Imbalance of the AKT/MAPK signaling axis mediates the exacerbation of Alzheimer's disease pathology by simulated particulate air pollution from Shihezi in APP/PS1 mice.

This study investigated the mechanisms by which a region-specific simulated PM2.5 from Shihezi, China, exacerbates Alzheimer's disease (AD) pathology, focusing on the protein kinase B (AKT)/mitogen-activated protein kinase (MAPK) signaling axis. APP/PS1 and wild-type mice were exposed to a simulated Shihezi PM2.5 suspension. Cognitive function, neuroinflammation, oxidative stress, signaling activity, apoptosis, and amyloid-β (Aβ)/Tau pathology were assessed. Simulated PM2.5 exposure aggravated cognitive deficits, induced neuroinflammation and oxidative stress, and triggered a significant AKT/MAPK imbalance characterized by MAPK hyperactivation and AKT suppression.

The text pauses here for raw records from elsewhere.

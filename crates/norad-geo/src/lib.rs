//! Geospatial layer for the NORAD display.
//!
//! Great-circle sampling on the WGS-84 ellipsoid, equirectangular
//! projection, antimeridian splitting and GeoJSON map geometry.

pub use norad_core as core;

pub mod geodesic;
pub mod projection;
pub mod seam;
pub mod shapes;

// Re-export key types for convenience.
pub use geodesic::{sample_arc, sample_geodesic};
pub use projection::Equirectangular;
pub use seam::{split_at_antimeridian, split_on_seam};
pub use shapes::{GeometryError, MapGeometry, Shape};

This imbalance promoted neuronal apoptosis and exacerbated both Aβ deposition and Tau hyperphosphorylation. Our findings reveal that simulant PM2.5-induced neuroinflammation and oxidative stress dysregulate the AKT/MAPK axis, driving neuronal loss and AD progression, and suggest a molecular mechanism by which environmental PM2.5 exposure may contribute to accelerated neurodegeneration.